Aim of the task ▸ Each line in the records that mentions the word "reason" needs to be listed.

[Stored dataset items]
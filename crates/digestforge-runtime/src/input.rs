//! Input kinds accepted by generated functions.
//!
//! Direct operations accept anything implementing [`DigestInput`] (byte
//! sequences and text); file operations accept anything implementing
//! [`FileInput`]. Both are also implemented for `Option<T>`: a `None` input
//! is routed to the generated absent variant and yields `None` instead of
//! failing. Present inputs yield the bare value, so `sha256("abc")` is a
//! `String` while `sha256(Some("abc"))` is an `Option<String>`.

use std::io;
use std::path::{Path, PathBuf};

use bytes::Bytes;

/// A present direct input, borrowed for the duration of one call.
#[derive(Debug, Clone, Copy, PartialEq, Eq)]
pub enum Input<'a> {
    Bytes(&'a [u8]),
    Text(&'a str),
}

mod sealed {
    pub trait Sealed {}
}

/// A value that is always present as a direct input.
pub trait PresentInput: sealed::Sealed {
    fn as_input(&self) -> Input<'_>;
}

/// Direct input for generated operations: present or absent.
pub trait DigestInput {
    /// The result shape: `T` for present inputs, `Option<T>` for optional ones.
    type Output<T>;

    /// Routes a present value to `present` and an absent one to `absent`.
    fn dispatch<T>(
        self,
        present: impl FnOnce(Input<'_>) -> T,
        absent: impl FnOnce() -> Option<T>,
    ) -> Self::Output<T>;

    /// Fallible form of [`dispatch`](Self::dispatch).
    fn try_dispatch<T, E>(
        self,
        present: impl FnOnce(Input<'_>) -> Result<T, E>,
        absent: impl FnOnce() -> Option<T>,
    ) -> Result<Self::Output<T>, E>;
}

impl<P: PresentInput> DigestInput for P {
    type Output<T> = T;

    fn dispatch<T>(
        self,
        present: impl FnOnce(Input<'_>) -> T,
        _absent: impl FnOnce() -> Option<T>,
    ) -> T {
        present(self.as_input())
    }

    fn try_dispatch<T, E>(
        self,
        present: impl FnOnce(Input<'_>) -> Result<T, E>,
        _absent: impl FnOnce() -> Option<T>,
    ) -> Result<T, E> {
        present(self.as_input())
    }
}

impl<P: PresentInput> DigestInput for Option<P> {
    type Output<T> = Option<T>;

    fn dispatch<T>(
        self,
        present: impl FnOnce(Input<'_>) -> T,
        absent: impl FnOnce() -> Option<T>,
    ) -> Option<T> {
        match self {
            Some(value) => Some(present(value.as_input())),
            None => absent(),
        }
    }

    fn try_dispatch<T, E>(
        self,
        present: impl FnOnce(Input<'_>) -> Result<T, E>,
        absent: impl FnOnce() -> Option<T>,
    ) -> Result<Option<T>, E> {
        match self {
            Some(value) => present(value.as_input()).map(Some),
            None => Ok(absent()),
        }
    }
}

macro_rules! present_bytes {
    ($($ty:ty),* $(,)?) => {
        $(
            impl sealed::Sealed for $ty {}
            impl PresentInput for $ty {
                fn as_input(&self) -> Input<'_> {
                    Input::Bytes(AsRef::<[u8]>::as_ref(self))
                }
            }
        )*
    };
}

macro_rules! present_text {
    ($($ty:ty),* $(,)?) => {
        $(
            impl sealed::Sealed for $ty {}
            impl PresentInput for $ty {
                fn as_input(&self) -> Input<'_> {
                    Input::Text(self.as_str())
                }
            }
        )*
    };
}

present_bytes!(&[u8], Vec<u8>, &Vec<u8>, Bytes);
present_text!(String, &String);

impl sealed::Sealed for &str {}
impl PresentInput for &str {
    fn as_input(&self) -> Input<'_> {
        Input::Text(self)
    }
}

impl<const N: usize> sealed::Sealed for &[u8; N] {}
impl<const N: usize> PresentInput for &[u8; N] {
    fn as_input(&self) -> Input<'_> {
        Input::Bytes(self.as_slice())
    }
}

/// A value that always names a file.
pub trait PresentPath: sealed::Sealed {
    fn as_path(&self) -> &Path;
}

/// File input for generated `-file` operations: present or absent.
pub trait FileInput {
    /// The result shape: `T` for present paths, `Option<T>` for optional ones.
    type Output<T>;

    /// Routes a present path to `present` and an absent one to `absent`.
    ///
    /// Errors from `present` are returned unchanged.
    fn dispatch_path<T>(
        self,
        present: impl FnOnce(&Path) -> io::Result<T>,
        absent: impl FnOnce() -> Option<T>,
    ) -> io::Result<Self::Output<T>>;
}

impl<P: PresentPath> FileInput for P {
    type Output<T> = T;

    fn dispatch_path<T>(
        self,
        present: impl FnOnce(&Path) -> io::Result<T>,
        _absent: impl FnOnce() -> Option<T>,
    ) -> io::Result<T> {
        present(self.as_path())
    }
}

impl<P: PresentPath> FileInput for Option<P> {
    type Output<T> = Option<T>;

    fn dispatch_path<T>(
        self,
        present: impl FnOnce(&Path) -> io::Result<T>,
        absent: impl FnOnce() -> Option<T>,
    ) -> io::Result<Option<T>> {
        match self {
            Some(path) => present(path.as_path()).map(Some),
            None => Ok(absent()),
        }
    }
}

macro_rules! present_path {
    ($($ty:ty),* $(,)?) => {
        $(
            impl sealed::Sealed for $ty {}
            impl PresentPath for $ty {
                fn as_path(&self) -> &Path {
                    Path::new(self)
                }
            }
        )*
    };
}

// `&str` and `String` are already sealed through their direct-input impls.
present_path!(&Path, PathBuf, &PathBuf);

impl PresentPath for &str {
    fn as_path(&self) -> &Path {
        Path::new(self)
    }
}

impl PresentPath for String {
    fn as_path(&self) -> &Path {
        Path::new(self)
    }
}

impl PresentPath for &String {
    fn as_path(&self) -> &Path {
        Path::new(self.as_str())
    }
}
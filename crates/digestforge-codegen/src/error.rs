//! Generator error types.

use std::path::PathBuf;

/// Errors raised while building or emitting function families.
#[derive(Debug, thiserror::Error)]
pub enum CodegenError {
    /// The base name cannot be used as a Rust identifier root.
    #[error("invalid base name `{name}`: {reason}")]
    InvalidBaseName { name: String, reason: &'static str },

    /// A descriptor registered neither hashing nor authentication.
    #[error("algorithm {display_name} supports neither hashing nor authentication")]
    NoCapabilities { display_name: String },

    /// A capability builder was finished without one of its templates.
    #[error("{capability} capability is missing its `{template}` template")]
    IncompleteCapability {
        capability: &'static str,
        template: &'static str,
    },

    /// An algorithm name was registered twice.
    #[error("algorithm `{name}` is already registered")]
    DuplicateAlgorithm { name: String },

    /// Two families in one batch share a base name.
    #[error("base name `{name}` is already used by another family")]
    DuplicateFamily { name: String },

    /// A member of one family has the same Rust name as a member of an
    /// earlier family in the batch.
    #[error("member `{ident}` of family `{name}` is already defined by family `{owner}`")]
    MemberCollision {
        name: String,
        ident: String,
        owner: String,
    },

    /// Configuration could not be loaded or merged.
    #[error("failed to load generator configuration: {0}")]
    Config(#[from] config::ConfigError),

    /// Writing the emitted source failed.
    #[error("failed to write generated source to {path}: {source}")]
    Write {
        path: PathBuf,
        source: std::io::Error,
    },
}
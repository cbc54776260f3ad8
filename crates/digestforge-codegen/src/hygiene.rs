//! Fresh identifiers for generated bindings.
//!
//! Templates are spliced into larger expressions, so every binding a
//! template can see must be unique. [`Hygiene`] hands out names built from a
//! reserved prefix, a sanitized hint, and a counter that only increases
//! during one generation pass. Base names that start with the reserved
//! prefix are rejected by the synthesizers, so no caller identifier can
//! collide with an allocated one.

use std::fmt;

use proc_macro2::{Ident, Span, TokenStream};
use quote::{ToTokens, format_ident};

/// Prefix reserved for generated bindings.
pub const RESERVED_PREFIX: &str = "__df_";

/// Allocator for generation-time identifiers.
#[derive(Debug, Default)]
pub struct Hygiene {
    next: u64,
}

impl Hygiene {
    pub fn new() -> Self {
        Self::default()
    }

    /// Returns an identifier distinct from every other one this allocator
    /// has produced.
    pub fn fresh(&mut self, hint: &str) -> Handle {
        let n = self.next;
        self.next += 1;
        let hint = sanitize(hint);
        Handle(format_ident!(
            "{}{}_{}",
            RESERVED_PREFIX,
            hint,
            n,
            span = Span::call_site()
        ))
    }

    /// Number of identifiers handed out so far.
    pub fn allocated(&self) -> u64 {
        self.next
    }
}

fn sanitize(hint: &str) -> String {
    let cleaned: String = hint
        .chars()
        .map(|c| if c.is_ascii_alphanumeric() { c.to_ascii_lowercase() } else { '_' })
        .collect();
    if cleaned.is_empty() {
        "v".to_string()
    } else {
        cleaned
    }
}

/// A symbolic handle for a value that only exists once generated code runs.
///
/// Templates receive handles and splice them with `#handle` inside `quote!`.
#[derive(Debug, Clone, PartialEq, Eq, Hash)]
pub struct Handle(Ident);

impl Handle {
    pub fn ident(&self) -> &Ident {
        &self.0
    }
}

impl ToTokens for Handle {
    fn to_tokens(&self, tokens: &mut TokenStream) {
        self.0.to_tokens(tokens);
    }
}

impl fmt::Display for Handle {
    fn fmt(&self, f: &mut fmt::Formatter<'_>) -> fmt::Result {
        self.0.fmt(f)
    }
}
//! Runtime error types.

/// Errors from constructing runtime settings.
#[derive(Debug, thiserror::Error, PartialEq, Eq)]
pub enum SettingsError {
    /// Stream reads need a buffer of at least one byte.
    #[error("buffer size must be non-zero")]
    ZeroBufferSize,
}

Exercise solution ▸
    #[error("invalid base name `{name}`: {reason}")]
    InvalidBaseName { name: String, reason: &'static str },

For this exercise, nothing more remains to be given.